Lisa Carver: Why are you farming out the writing chores to the general public instead of doing them yourself? Just asking.
I paid with my freedom, I married her.
the price i've had to pay for sex is alot of confusion and the inability to tell people, especially my friends what i did.I am fucked up, literally. I remember being felt up by some guy and a time when a guy ask me to do it for a reward of peanuts. However, i wish i could tell people about what happened when i was around 10, i was hanging around my brother, a couple of friends and their brother, who was 8. In a wierd moment me and my friends bro started getting all heated up and we raced to my bros room to do it (at that time i thought it meant sticking an inch in.) i am not sure my bro knows but my friend sure does, she tried to tell people but who'ld believe that.
If manners are a reflection of the soul, what does it say about your soul that didn't answer a simple and direct question? I've noticed that several feedbackers have commented that they would like to have more of your writing.So I asked why you are writing less these days. I think there is interest in the answer to this question and the dignity of a reply would have been appreciated.

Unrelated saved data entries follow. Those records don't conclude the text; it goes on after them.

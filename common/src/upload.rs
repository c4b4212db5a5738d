//! Upload form state
//!
//! Holds the selected file, the status line and the last successful
//! response. The HTTP call itself is made by the caller between
//! `begin_submit` and one of the `finish_*` methods.

use crate::types::AnalysisResult;

/// Multipart field name expected by the analysis endpoint.
pub const UPLOAD_FIELD: &str = "document";

const IDLE_STATUS: &str = "Nenhum arquivo selecionado.";
const INVALID_TYPE_STATUS: &str = "Por favor, selecione um arquivo de imagem ou PDF.";
const NO_FILE_STATUS: &str = "Nenhum arquivo selecionado para envio.";
const SENDING_STATUS: &str = "Enviando arquivo e aguardando análise...";
const SUCCESS_STATUS: &str = "Sucesso! Documento processado.";

const JSON_ERROR_PREVIEW_CHARS: usize = 100;
const TEXT_ERROR_PREVIEW_CHARS: usize = 50;

/// `image/*` or `application/pdf`.
pub fn is_supported_mime(mime: &str) -> bool {
    let mime = mime.trim().to_ascii_lowercase();
    mime.starts_with("image/") || mime == "application/pdf"
}

#[derive(Debug, Clone, PartialEq, Eq)]
pub struct SelectedFile {
    pub name: String,
    pub mime: String,
}

#[derive(Debug, Clone, Default)]
pub struct UploadForm {
    selected: Option<SelectedFile>,
    status: Option<String>,
    response: Option<AnalysisResult>,
    in_flight: bool,
}

impl UploadForm {
    /// Validates and stores the chosen file. Returns whether it was accepted.
    pub fn select_file(&mut self, name: &str, mime: &str) -> bool {
        if is_supported_mime(mime) {
            self.selected = Some(SelectedFile {
                name: name.to_string(),
                mime: mime.to_string(),
            });
            self.status = Some(format!("Arquivo selecionado: {}", name));
            true
        } else {
            self.selected = None;
            self.status = Some(INVALID_TYPE_STATUS.to_string());
            false
        }
    }

    pub fn selected(&self) -> Option<&SelectedFile> {
        self.selected.as_ref()
    }

    pub fn can_submit(&self) -> bool {
        self.selected.is_some() && !self.in_flight
    }

    pub fn is_uploading(&self) -> bool {
        self.in_flight
    }

    /// Status line shown under the form.
    pub fn status(&self) -> &str {
        self.status.as_deref().unwrap_or(IDLE_STATUS)
    }

    /// Label of the file picker button.
    pub fn select_label(&self) -> &'static str {
        if self.selected.is_some() {
            "Trocar Arquivo"
        } else {
            "Selecionar Documento"
        }
    }

    pub fn response(&self) -> Option<&AnalysisResult> {
        self.response.as_ref()
    }

    /// Starts a submission, returning the file to send.
    pub fn begin_submit(&mut self) -> Option<SelectedFile> {
        if self.in_flight {
            return None;
        }
        match self.selected.clone() {
            Some(file) => {
                self.in_flight = true;
                self.status = Some(SENDING_STATUS.to_string());
                Some(file)
            }
            None => {
                self.status = Some(NO_FILE_STATUS.to_string());
                None
            }
        }
    }

    pub fn finish_success(&mut self, result: AnalysisResult) {
        self.in_flight = false;
        self.response = Some(result);
        self.selected = None;
        self.status = Some(SUCCESS_STATUS.to_string());
    }

    /// Non-2xx response from the endpoint.
    pub fn finish_rejected(&mut self, status: u16, body: &str) {
        self.in_flight = false;
        self.status = Some(rejection_message(status, body));
    }

    /// Transport failure.
    pub fn finish_connection_error(&mut self, message: &str) {
        self.in_flight = false;
        self.status = Some(connection_message(message));
    }
}

/// Status text for a non-2xx upload response.
pub fn rejection_message(status: u16, body: &str) -> String {
    match serde_json::from_str::<serde_json::Value>(body) {
        Ok(json) => {
            let detail = match json.get("detail") {
                Some(serde_json::Value::String(detail)) if !detail.is_empty() => detail.clone(),
                Some(detail @ (serde_json::Value::Array(_) | serde_json::Value::Object(_))) => {
                    detail.to_string()
                }
                _ => preview(&json.to_string(), JSON_ERROR_PREVIEW_CHARS),
            };
            format!("Erro: {}...", detail)
        }
        Err(_) => format!(
            "Erro ao enviar: {} - {}...",
            status,
            preview(body, TEXT_ERROR_PREVIEW_CHARS)
        ),
    }
}

pub fn connection_message(message: &str) -> String {
    format!("Erro de conexão: {}", message)
}

fn preview(text: &str, max_chars: usize) -> String {
    text.chars().take(max_chars).collect()
}

/// "Resumo Rápido" lines shown after a successful upload.
pub fn quick_summary(result: &AnalysisResult) -> Vec<(&'static str, String)> {
    use crate::types::OrNotAvailable;

    vec![
        ("Arquivo", result.file_name().or_not_available()),
        ("Tipo", result.document_type().or_not_available()),
        ("Número Documento", result.document_number().or_not_available()),
        ("Data Saída", result.departure_date().or_not_available()),
        ("Motorista", result.driver().or_not_available()),
    ]
}
// build.rs
//! Build script exposing build metadata to the crate

use std::process::Command;

fn main() {
    let git_hash = Command::new("git")
        .args(["rev-parse", "--short", "HEAD"])
        .output()
        .ok()
        .filter(|o| o.status.success())
        .map(|o| String::from_utf8_lossy(&o.stdout).trim().to_string())
        .unwrap_or_else(|| "unknown".to_string());

    let rustc_version = Command::new("rustc")
        .arg("--version")
        .output()
        .ok()
        .filter(|o| o.status.success())
        .map(|o| String::from_utf8_lossy(&o.stdout).trim().to_string())
        .unwrap_or_else(|| "unknown".to_string());

    println!("cargo:rustc-env=GIT_HASH={}", git_hash);
    println!("cargo:rustc-env=RUSTC_VERSION={}", rustc_version);
    println!(
        "cargo:rustc-env=BUILD_TIMESTAMP={}",
        chrono::Utc::now().to_rfc3339()
    );

    println!("cargo:rerun-if-changed=build.rs");
}
// src/validation/stats.rs
//! Validation statistics sink
//!
//! Running totals plus rejection histograms by error code and by intent
//! kind. Safe under concurrent recording from rooms processed in parallel;
//! `reset()` starts a fresh metric window.

use crate::validation::payload::RejectionCode;
use dashmap::DashMap;
use std::collections::HashMap;
use std::sync::atomic::{AtomicU64, Ordering};

/// Concurrent statistics sink for the validation pipeline
#[derive(Default)]
pub struct ValidationStats {
    validated: AtomicU64,
    valid: AtomicU64,
    rejected: AtomicU64,

    by_code: DashMap<&'static str, u64>,
    by_kind: DashMap<String, u64>,
}

/// Point-in-time copy of the sink's counters
#[derive(Debug, Clone, Default, PartialEq)]
pub struct StatsSnapshot {
    pub validated: u64,
    pub valid: u64,
    pub rejected: u64,
    pub rejections_by_code: HashMap<&'static str, u64>,
    pub rejections_by_kind: HashMap<String, u64>,
}

impl ValidationStats {
    pub fn new() -> Self {
        Self::default()
    }

    /// Record an intent that passed every stage
    pub fn record_pass(&self, kind: &str) {
        self.validated.fetch_add(1, Ordering::Relaxed);
        self.valid.fetch_add(1, Ordering::Relaxed);
        metrics::counter!("intents_valid_total", "kind" => kind.to_string()).increment(1);
    }

    /// Record a rejection with its stage-reported code
    pub fn record_rejection(&self, kind: &str, code: RejectionCode) {
        self.validated.fetch_add(1, Ordering::Relaxed);
        self.rejected.fetch_add(1, Ordering::Relaxed);
        *self.by_code.entry(code.as_str()).or_insert(0) += 1;
        *self.by_kind.entry(kind.to_string()).or_insert(0) += 1;
        metrics::counter!(
            "intents_rejected_total",
            "kind" => kind.to_string(),
            "code" => code.as_str()
        )
        .increment(1);
    }

    pub fn snapshot(&self) -> StatsSnapshot {
        StatsSnapshot {
            validated: self.validated.load(Ordering::Relaxed),
            valid: self.valid.load(Ordering::Relaxed),
            rejected: self.rejected.load(Ordering::Relaxed),
            rejections_by_code: self
                .by_code
                .iter()
                .map(|e| (*e.key(), *e.value()))
                .collect(),
            rejections_by_kind: self
                .by_kind
                .iter()
                .map(|e| (e.key().clone(), *e.value()))
                .collect(),
        }
    }

    /// Start a fresh metric window
    pub fn reset(&self) {
        self.validated.store(0, Ordering::Relaxed);
        self.valid.store(0, Ordering::Relaxed);
        self.rejected.store(0, Ordering::Relaxed);
        self.by_code.clear();
        self.by_kind.clear();
    }
}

ARB: I explained longly in the final diary entry why I was going to be doing more about people other than myself and my immediate encounters, at least in half of the Lisa Files. Then I re-explained in an earlier feedback section. It's a rare opportunity to keep asking an author why she's doing what she's doing and have her keep answering. Normally, if I don't like someone's column, I just stop reading.
I definitely see your point. I didn't see your earlier responses. I will look for them. Thanks for the reply.
this wasn't explicitly for sex, though sex did sometimes happen. about $45,000 over two years for the nefarious purpose of getting a greencard (i got it). she had amazing breasts, and alas i never did get to see them as much as i wanted to. now - i'd just like to find an honest woman, not someone who will date you, but are always looking for someone like a JFK junior, like it seems, all of available women in manhattan are doing. are there no witty, no-BS, cute american gals that like cute, funny, successful english boys? sheesh!
I'd popped into my sister's, unannounced. Present, and about to fly to Switzerland to be a cook for a wealthy widow, was X, who presented a refreshingly flirtatious and pulchritudinous specter. I told her my upcoming flight to Turkey passed through Zurich and joked that we should do lunch. She de facto invited me to come and visit with her to ski, party, the whole shebang -- knowing me no more than 5 min. I flew to Turkey, cutting a three-week vacation in half, the second portion being re-routed to Klosters, the ski resort of the stars where she worked. It was pure fairy tale: arrival on train during the final hour of a 3-week-long feather-flaked snowstorm; she waiting, looking as tasty as when we'd met; instant presence of necessary chemistry; the good news, "Madame Y has invited you to stay in her spacious guest room"; the house, an enormous gingerbread chalet you could ski home to; pre-incurable-STD-condom-free sex that got better with each passing minute; and late nights spent with generous coke-addled zillionaires in cozy piano lofts. I left about $5 G's Canadian poorer, but felt I'd sampled an experience as lusty and sophisticated as any royal family member or rock star could ever hope to enjoy. Many months later, it ended horrifically -- in Toronto's airport -- but I'd lived too well to harbour any lasting ill will.
lucky bastard that erin hosiers boyfriend. a woman who appreciates the luxuriousness of sexiness and ultra-girliness and has the money to do it with!!!!!!!! and she looks gorgeous! i would definetly lay down with her. and i'm a heterosexual female.